Ashland County Community Foundation joined Ashland City Schools Foundation and Samaritan Hospital Foundation in awarding grant dollars to facilitate an innovative new idea called Project Pavise.

Ashland City Schools offered the project to aid fifth and sixth grade students in being safer when using the internet.

Project Pavise was created following a response from anonymous student surveys collected in November 2023, as students in fourth through twelfth grades heard presentations from National Internet Safety speaker Jesse Weinberger. She reported that higher device time corresponds with higher anxiety and depression.

Among the goals of Project Pavise is empowering children to make good decisions regarding their use of personal mobile devices and parents to keep their children accountable for these decisions.

Thanks to the grant support, students received boxes with stickers, a t-shirt, and a pair of journals for a parent and their child. The journals were designed to facilitate conversation between children and their parents.

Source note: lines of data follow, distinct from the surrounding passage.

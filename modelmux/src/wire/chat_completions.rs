//! OpenAI-style chat-completions wire format.
//!
//! Bearer auth; text at `choices[0].message.content`.

use serde::{Deserialize, Serialize};

use crate::error::CallError;
use crate::transport::HttpCall;
use crate::types::InvocationRequest;

#[derive(Serialize)]
struct ChatRequest<'a> {
    model: &'a str,
    messages: Vec<ChatMessage<'a>>,
    temperature: f32,
}

#[derive(Serialize)]
struct ChatMessage<'a> {
    role: &'a str,
    content: &'a str,
}

#[derive(Deserialize)]
struct ChatResponse {
    choices: Vec<Choice>,
}

#[derive(Deserialize)]
struct Choice {
    message: ResponseMessage,
}

#[derive(Deserialize)]
struct ResponseMessage {
    content: Option<String>,
}

pub(super) fn build(
    endpoint: &str,
    model_id: &str,
    request: &InvocationRequest,
    secret: &str,
) -> Result<HttpCall, CallError> {
    let payload = ChatRequest {
        model: model_id,
        messages: vec![ChatMessage {
            role: "user",
            content: &request.prompt,
        }],
        temperature: request.temperature,
    };
    let body = serde_json::to_value(&payload).map_err(|e| CallError::Parse(e.to_string()))?;
    Ok(HttpCall::post(endpoint, body).with_header("authorization", format!("Bearer {secret}")))
}

pub(super) fn parse(body: &str) -> Result<String, CallError> {
    let response: ChatResponse = serde_json::from_str(body)
        .map_err(|e| CallError::Parse(format!("chat-completions response: {e}")))?;
    response
        .choices
        .into_iter()
        .next()
        .and_then(|c| c.message.content)
        .ok_or_else(|| {
            CallError::Parse("chat-completions response has no choices[0].message.content".into())
        })
}

#[cfg(test)]
mod tests {
    use super::*;
    use crate::transport::HttpMethod;
    use std::time::Duration;

    fn request() -> InvocationRequest {
        InvocationRequest {
            prompt: "hello".to_string(),
            model_id: "gpt-4o".to_string(),
            temperature: 0.5,
            max_tokens: 2000,
            timeout: Duration::from_secs(30),
        }
    }

    #[test]
    fn build_sets_bearer_auth_and_body_shape() {
        let call = build("https://api.openai.com/v1/chat/completions", "gpt-4o", &request(), "sk-1")
            .unwrap();
        assert_eq!(call.method, HttpMethod::Post);
        assert_eq!(call.header("authorization"), Some("Bearer sk-1"));
        let body = call.body.unwrap();
        assert_eq!(body["model"], "gpt-4o");
        assert_eq!(body["messages"][0]["role"], "user");
        assert_eq!(body["messages"][0]["content"], "hello");
        assert_eq!(body["temperature"], 0.5);
    }

    #[test]
    fn parse_reads_first_choice() {
        let text = parse(r#"{"choices":[{"message":{"content":"hi there"}}]}"#).unwrap();
        assert_eq!(text, "hi there");
    }

    #[test]
    fn parse_rejects_empty_choices() {
        assert!(matches!(
            parse(r#"{"choices":[]}"#),
            Err(CallError::Parse(_))
        ));
    }

    #[test]
    fn parse_rejects_null_content() {
        assert!(parse(r#"{"choices":[{"message":{"content":null}}]}"#).is_err());
    }
}
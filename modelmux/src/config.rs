//! Engine and sidecar configuration.
//!
//! ## Precedence (highest to lowest)
//!
//! 1. Environment variable overrides (e.g. `MODELMUX_DEFAULT_MODEL`)
//! 2. Values set on the struct by the caller
//! 3. Built-in defaults
//!
//! ## Model roles
//!
//! | Role      | Selected when                                   | Default                    |
//! |-----------|--------------------------------------------------|----------------------------|
//! | default   | no keyword matches, or `provider = "auto"`       | llama3.1 on ollama         |
//! | coding    | prompt mentions code / programming / debug       | qwen2.5-coder on ollama    |
//! | reasoning | prompt mentions analysis / research / complex    | claude-sonnet-4-20250514   |

use std::env;
use std::time::Duration;

use serde::{Deserialize, Serialize};

use crate::catalog::Catalog;
use crate::router::RoleModels;

const ENV_DEFAULT_PROVIDER: &str = "MODELMUX_DEFAULT_PROVIDER";
const ENV_DEFAULT_MODEL: &str = "MODELMUX_DEFAULT_MODEL";
const ENV_CODING_MODEL: &str = "MODELMUX_CODING_MODEL";
const ENV_REASONING_MODEL: &str = "MODELMUX_REASONING_MODEL";
const ENV_TIMEOUT_SECS: &str = "MODELMUX_TIMEOUT_SECS";
const ENV_FANOUT: &str = "MODELMUX_FANOUT";
const ENV_SIDECAR_HOST: &str = "MODELMUX_SIDECAR_HOST";
const ENV_SIDECAR_PORT: &str = "MODELMUX_SIDECAR_PORT";
const ENV_HEALTH_TTL_SECS: &str = "MODELMUX_HEALTH_TTL_SECS";
const ENV_HEALTH_PROBE_TIMEOUT_SECS: &str = "MODELMUX_HEALTH_PROBE_TIMEOUT_SECS";

const DEFAULT_PROVIDER: &str = "ollama";
const DEFAULT_MODEL: &str = "llama3.1";
const DEFAULT_CODING_MODEL: &str = "qwen2.5-coder";
const DEFAULT_REASONING_MODEL: &str = "claude-sonnet-4-20250514";
const DEFAULT_TEMPERATURE: f32 = 0.7;
const DEFAULT_MAX_TOKENS: u32 = 2000;
const DEFAULT_TIMEOUT_SECS: u64 = 120;
/// Size of the default fan-out set (top models by quality score).
const DEFAULT_FANOUT: usize = 3;

const DEFAULT_SIDECAR_HOST: &str = "127.0.0.1";
const DEFAULT_SIDECAR_PORT: u16 = 8765;
const DEFAULT_HEALTH_TTL_SECS: u64 = 30;
const DEFAULT_HEALTH_PROBE_TIMEOUT_SECS: u64 = 2;

fn env_or(var: &str, default: &str) -> String {
    env::var(var).unwrap_or_else(|_| default.to_string())
}

fn env_secs(var: &str, default: u64) -> Duration {
    env::var(var)
        .ok()
        .and_then(|s| s.parse().ok())
        .map(Duration::from_secs)
        .unwrap_or_else(|| Duration::from_secs(default))
}

/// Location and probe policy for the sibling backend gated by the health
/// monitor.
#[derive(Debug, Clone, Serialize, Deserialize)]
pub struct SidecarConfig {
    pub host: String,
    pub port: u16,
    /// How long a probe result stays valid before a fresh probe is issued.
    pub health_ttl: Duration,
    /// Deadline for a single health probe.
    pub probe_timeout: Duration,
}

impl Default for SidecarConfig {
    fn default() -> Self {
        Self {
            host: env_or(ENV_SIDECAR_HOST, DEFAULT_SIDECAR_HOST),
            port: env::var(ENV_SIDECAR_PORT)
                .ok()
                .and_then(|s| s.parse().ok())
                .unwrap_or(DEFAULT_SIDECAR_PORT),
            health_ttl: env_secs(ENV_HEALTH_TTL_SECS, DEFAULT_HEALTH_TTL_SECS),
            probe_timeout: env_secs(
                ENV_HEALTH_PROBE_TIMEOUT_SECS,
                DEFAULT_HEALTH_PROBE_TIMEOUT_SECS,
            ),
        }
    }
}

impl SidecarConfig {
    pub fn health_url(&self) -> String {
        format!("http://{}:{}/health", self.host, self.port)
    }
}

/// Top-level configuration consumed by [`crate::engine::ModelMux`].
#[derive(Debug, Clone, Serialize, Deserialize)]
pub struct MuxConfig {
    pub default_provider: String,
    pub default_model: String,
    pub coding_model: String,
    pub reasoning_model: String,
    pub temperature: f32,
    pub max_tokens: u32,
    /// Default per-call deadline, also used for every fan-out task.
    pub call_timeout: Duration,
    /// Number of models in the default consensus set.
    pub fanout_size: usize,
    pub sidecar: SidecarConfig,
}

impl Default for MuxConfig {
    fn default() -> Self {
        Self {
            default_provider: env_or(ENV_DEFAULT_PROVIDER, DEFAULT_PROVIDER),
            default_model: env_or(ENV_DEFAULT_MODEL, DEFAULT_MODEL),
            coding_model: env_or(ENV_CODING_MODEL, DEFAULT_CODING_MODEL),
            reasoning_model: env_or(ENV_REASONING_MODEL, DEFAULT_REASONING_MODEL),
            temperature: DEFAULT_TEMPERATURE,
            max_tokens: DEFAULT_MAX_TOKENS,
            call_timeout: env_secs(ENV_TIMEOUT_SECS, DEFAULT_TIMEOUT_SECS),
            fanout_size: env::var(ENV_FANOUT)
                .ok()
                .and_then(|s| s.parse().ok())
                .unwrap_or(DEFAULT_FANOUT),
            sidecar: SidecarConfig::default(),
        }
    }
}

impl MuxConfig {
    /// Build from environment, falling back to defaults.
    pub fn from_env() -> Self {
        Self::default()
    }

    /// The role-to-model assignment handed to the router.
    pub fn role_models(&self) -> RoleModels {
        RoleModels {
            default_model: self.default_model.clone(),
            coding_model: self.coding_model.clone(),
            reasoning_model: self.reasoning_model.clone(),
        }
    }

    /// Validate values that do not depend on the catalog.
    pub fn validate(&self) -> Result<(), String> {
        if !(0.0..=2.0).contains(&self.temperature) {
            return Err(format!(
                "temperature must be in [0, 2], got {}",
                self.temperature
            ));
        }
        if self.max_tokens == 0 {
            return Err("max_tokens must be > 0".to_string());
        }
        if self.fanout_size == 0 {
            return Err("fanout_size must be > 0".to_string());
        }
        if self.call_timeout.is_zero() {
            return Err("call_timeout must be > 0".to_string());
        }
        Ok(())
    }

    /// Check that the configured roles resolve against a catalog and that
    /// the default pair is consistent with the model's declared binding.
    pub fn validate_against(&self, catalog: &Catalog) -> Result<(), String> {
        catalog
            .provider(&self.default_provider)
            .map_err(|e| e.to_string())?;
        let default = catalog.model(&self.default_model).map_err(|e| e.to_string())?;
        if default.provider_id != self.default_provider {
            return Err(format!(
                "default model {} is bound to provider {}, not {}",
                self.default_model, default.provider_id, self.default_provider
            ));
        }
        catalog.model(&self.coding_model).map_err(|e| e.to_string())?;
        catalog
            .model(&self.reasoning_model)
            .map_err(|e| e.to_string())?;
        Ok(())
    }
}

#[cfg(test)]
mod tests {
    use super::*;

    #[test]
    fn default_config_validates() {
        let cfg = MuxConfig::default();
        cfg.validate().expect("default config should be valid");
        cfg.validate_against(&Catalog::builtin())
            .expect("default roles should resolve against the builtin catalog");
    }

    #[test]
    fn out_of_range_temperature_rejected() {
        let mut cfg = MuxConfig::default();
        cfg.temperature = 2.5;
        assert!(cfg.validate().is_err());
    }

    #[test]
    fn zero_fanout_rejected() {
        let mut cfg = MuxConfig::default();
        cfg.fanout_size = 0;
        assert!(cfg.validate().is_err());
    }

    #[test]
    fn unknown_role_model_rejected_against_catalog() {
        let mut cfg = MuxConfig::default();
        cfg.coding_model = "no-such-model".to_string();
        assert!(cfg.validate_against(&Catalog::builtin()).is_err());
    }

    #[test]
    fn sidecar_health_url_includes_host_port_and_path() {
        let sidecar = SidecarConfig {
            host: "10.0.0.5".to_string(),
            port: 9000,
            health_ttl: Duration::from_secs(30),
            probe_timeout: Duration::from_secs(2),
        };
        assert_eq!(sidecar.health_url(), "http://10.0.0.5:9000/health");
    }
}
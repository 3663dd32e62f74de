//! HTTP transport seam.
//!
//! Adapters build [`HttpCall`] values; the dispatcher and health monitor
//! execute them through the [`HttpTransport`] trait so every network-facing
//! path can be driven by a scripted transport in tests. The production
//! implementation is a thin wrapper over one shared `reqwest::Client`.

use async_trait::async_trait;

use crate::error::{CallError, MuxError};

#[derive(Debug, Clone, Copy, PartialEq, Eq)]
pub enum HttpMethod {
    Get,
    Post,
}

/// An outbound request, fully built by a wire adapter.
#[derive(Debug, Clone)]
pub struct HttpCall {
    pub method: HttpMethod,
    pub url: String,
    pub headers: Vec<(&'static str, String)>,
    pub body: Option<serde_json::Value>,
}

impl HttpCall {
    pub fn get(url: impl Into<String>) -> Self {
        Self {
            method: HttpMethod::Get,
            url: url.into(),
            headers: Vec::new(),
            body: None,
        }
    }

    pub fn post(url: impl Into<String>, body: serde_json::Value) -> Self {
        Self {
            method: HttpMethod::Post,
            url: url.into(),
            headers: Vec::new(),
            body: Some(body),
        }
    }

    pub fn with_header(mut self, name: &'static str, value: impl Into<String>) -> Self {
        self.headers.push((name, value.into()));
        self
    }

    /// Header value by name, if set. Test helper for asserting auth shapes.
    pub fn header(&self, name: &str) -> Option<&str> {
        self.headers
            .iter()
            .find(|(n, _)| *n == name)
            .map(|(_, v)| v.as_str())
    }
}

/// A completed HTTP exchange. Status interpretation and body parsing are
/// the wire layer's job.
#[derive(Debug, Clone)]
pub struct HttpReply {
    pub status: u16,
    pub body: String,
}

impl HttpReply {
    pub fn ok(body: impl Into<String>) -> Self {
        Self {
            status: 200,
            body: body.into(),
        }
    }

    pub fn is_success(&self) -> bool {
        (200..300).contains(&self.status)
    }
}

/// Executes HTTP calls. Errors are transport-level only; non-2xx replies
/// come back as `Ok` and are classified downstream.
#[async_trait]
pub trait HttpTransport: Send + Sync {
    async fn execute(&self, call: HttpCall) -> Result<HttpReply, CallError>;
}

/// Production transport over a shared `reqwest::Client`.
///
/// Only the connect timeout lives here; per-call deadlines are enforced by
/// the dispatcher around `execute`.
pub struct ReqwestTransport {
    client: reqwest::Client,
}

impl ReqwestTransport {
    pub fn new(connect_timeout: std::time::Duration) -> Result<Self, MuxError> {
        let client = reqwest::Client::builder()
            .connect_timeout(connect_timeout)
            .build()
            .map_err(|e| MuxError::Client(e.to_string()))?;
        Ok(Self { client })
    }
}

#[async_trait]
impl HttpTransport for ReqwestTransport {
    async fn execute(&self, call: HttpCall) -> Result<HttpReply, CallError> {
        let mut request = match call.method {
            HttpMethod::Get => self.client.get(&call.url),
            HttpMethod::Post => self.client.post(&call.url),
        };
        for (name, value) in &call.headers {
            request = request.header(*name, value);
        }
        if let Some(body) = &call.body {
            request = request.json(body);
        }
        let response = request
            .send()
            .await
            .map_err(|e| CallError::Network(e.to_string()))?;
        let status = response.status().as_u16();
        let body = response
            .text()
            .await
            .map_err(|e| CallError::Network(e.to_string()))?;
        Ok(HttpReply { status, body })
    }
}

#[cfg(test)]
mod tests {
    use super::*;

    #[test]
    fn header_lookup_finds_set_headers() {
        let call = HttpCall::post("http://x/y", serde_json::json!({}))
            .with_header("authorization", "Bearer k");
        assert_eq!(call.header("authorization"), Some("Bearer k"));
        assert_eq!(call.header("x-api-key"), None);
    }

    #[test]
    fn reply_success_range() {
        assert!(HttpReply::ok("{}").is_success());
        assert!(HttpReply { status: 204, body: String::new() }.is_success());
        assert!(!HttpReply { status: 404, body: String::new() }.is_success());
        assert!(!HttpReply { status: 500, body: String::new() }.is_success());
    }
}
//! Anthropic-style messages wire format.
//!
//! `x-api-key` + version header; text at `content[0].text`.

use serde::{Deserialize, Serialize};

use crate::error::CallError;
use crate::transport::HttpCall;
use crate::types::InvocationRequest;

const API_VERSION: &str = "2023-06-01";

#[derive(Serialize)]
struct MessagesRequest<'a> {
    model: &'a str,
    max_tokens: u32,
    messages: Vec<Message<'a>>,
}

#[derive(Serialize)]
struct Message<'a> {
    role: &'a str,
    content: &'a str,
}

#[derive(Deserialize)]
struct MessagesResponse {
    content: Vec<ContentBlock>,
}

#[derive(Deserialize)]
struct ContentBlock {
    text: Option<String>,
}

pub(super) fn build(
    endpoint: &str,
    model_id: &str,
    request: &InvocationRequest,
    secret: &str,
) -> Result<HttpCall, CallError> {
    let payload = MessagesRequest {
        model: model_id,
        max_tokens: request.max_tokens,
        messages: vec![Message {
            role: "user",
            content: &request.prompt,
        }],
    };
    let body = serde_json::to_value(&payload).map_err(|e| CallError::Parse(e.to_string()))?;
    Ok(HttpCall::post(endpoint, body)
        .with_header("x-api-key", secret)
        .with_header("anthropic-version", API_VERSION))
}

pub(super) fn parse(body: &str) -> Result<String, CallError> {
    let response: MessagesResponse = serde_json::from_str(body)
        .map_err(|e| CallError::Parse(format!("messages response: {e}")))?;
    response
        .content
        .into_iter()
        .next()
        .and_then(|block| block.text)
        .ok_or_else(|| CallError::Parse("messages response has no content[0].text".into()))
}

Additionally, the students and parents received weekly videos and daily texts that reinforced the journal content. Parents could also reset their kids’ devices and retrain their suggested viewing in YouTube and similar apps.

The fifth grade campaign ran from September through October, with the sixth grade campaign running from October through November in 2024.

The project was named “Project Pavise” because the goal was to provide students with a shield to protect themselves from the dangers of the internet. A pavise was a shield used in the Middle Ages to protect the entire body.